Este triple poder, que es inherente al genio, es decir, a la inteligencia humana sublimada, el hombre lo ha transferido a Dios empleando la más natural de las ilusiones ópticas. De ahí proviene la trimurti, que antecedió al triagma; el cual precedió a la triada, descendente de la trinidad. De ahí el triángulo místico e inmemorial que se veneró en Delfos, en Sarepta, en Teglat-Falasar, tallado en el Gran Sepulcro, esculpido hace 4 mil años en lo más recóndito de la India, en las desafiantes entrañas de aquella sierra donde se cavaron pagodas, triángulo que encontramos en Palenque después de haberlo visto en Benarés. Pero los fundadores de religiones se confundieron, la analogía no siempre es lógica, el genio puede ser trinidad sin que Dios tenga que soportar esa limitación. Bossuet se equivoca, sólo es grande el ser humano. Dios no es grande; es infinito. Lo grande supone una medición posible. Primero, segundo, tercero… lo ilimitado no sabe de eso. A lo absoluto no lo acota el número ni la extensión. Inteligencia, fortaleza, amor; intuición, imaginación, observación; No es Dios, es el ser humano. Dios es eso y todo lo demás. Dios posee una cantidad infinita de poderes infinitos. ¡Qué extraños son ustedes al intentar contar a Dios con los dedos de la mano!

Puede afirmarse, filosófica y científicamente, que quien cree en la trinidad no cree en Dios.

¡Qué idea piensan que pueda tener de Dios, qué noción quieren que tenga de Dios el hombre, el sacerdote que —como el jesuita Sollier—, por ejemplo: escribió: «¡Por encima de Ignacio de Loyola sólo están los papas como San Pedro, las emperatrices como María, madre de Jesús, y algunos monarcas como Dios Padre y Dios Hijo!»

Cosa inaudita, lo exterior sólo lo podemos apreciar mirando hacia dentro de nosotros. El hondo espejo oscuro está en lo profundo del ser humano. Ahí se halla el terrible claroscuro. Los objetos que se reflejan en el alma son más vertiginosos que si los viéramos directamente. Es más que imagen, es simulacro, y en el simulacro hay espectros. Ese complicado reflejo de la penumbra es una extensión de la realidad. Al asomarnos a ese pozo, a nuestro espíritu, percibimos en una lejanía abismal, en un círculo estrecho, el inmenso mundo. Visto así, el mundo es sobrenatural y al mismo tiempo humano, verdadero y, al mismo tiempo, divino. Nuestra conciencia parece estar de guardia en esa oscuridad para explicarla.
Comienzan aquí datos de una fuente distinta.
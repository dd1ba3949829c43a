mod versioned_schema;

pub use versioned_schema::{Column, ForeignKey, Schema, SqlType, Table, BASE_DB_VERSION};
Eso es lo que se suele llamar intuición.

Humanidad, naturaleza, sobrenaturalidad. A decir verdad, esos tres niveles de hechos son tres aspectos diferentes del mismo fenómeno. La humanidad de la que formamos parte, la naturaleza que nos envuelve, lo sobrenatural que nos encierra esperando liberarnos, son tres esferas concéntricas con una misma alma, Dios.

Estas tres esferas, ya que estas son la vasta amalgama, se penetran y se fusionan, y son la unidad. Un prodigio entra en el otro. Una de estas esferas no tiene un radio que no sea, a su vez, el vástago o la extensión del radio de la otra esfera. Las distinguimos porque nuestra comprensión, siendo sucesiva, necesita ejercer esta división. Concebir todo a la vez, eso no es algo posible para nosotros. La inconmensurable síntesis cósmica nos sobrecoge y nos abruma.

Los más grandes genios, tanto las inteligencias enciclopédicas como los espíritus épicos, lo mismo Aristóteles que Homero, Bacon al igual que Shakespeare, detallan el conjunto para hacerlo comprensible y recurren a las oposiciones, a los contrastes, a las antinomias. Éste, por cierto, es el proceder propio de la naturaleza, que emplea la noche para que sintamos mejor el día. Hobbes decía: la disección hace al cirujano, el análisis hace al filósofo, la antítesis es el gran órgano de la síntesis; es la antítesis la que hace la luz. En ello estriba nuestra distinción entre humanidad, naturaleza y sobrenaturalidad; pero, en realidad, son tres identidades, y lo que pertenece a una pertenece a la otra. ¿Qué es la humanidad? Es la parte de la naturaleza inserta en nuestro organismo. ¿Y qué es lo sobrenatural? Es la parte de la naturaleza que escapa al control de nuestros órganos. La sobrenaturalidad es la naturaleza demasiado lejos.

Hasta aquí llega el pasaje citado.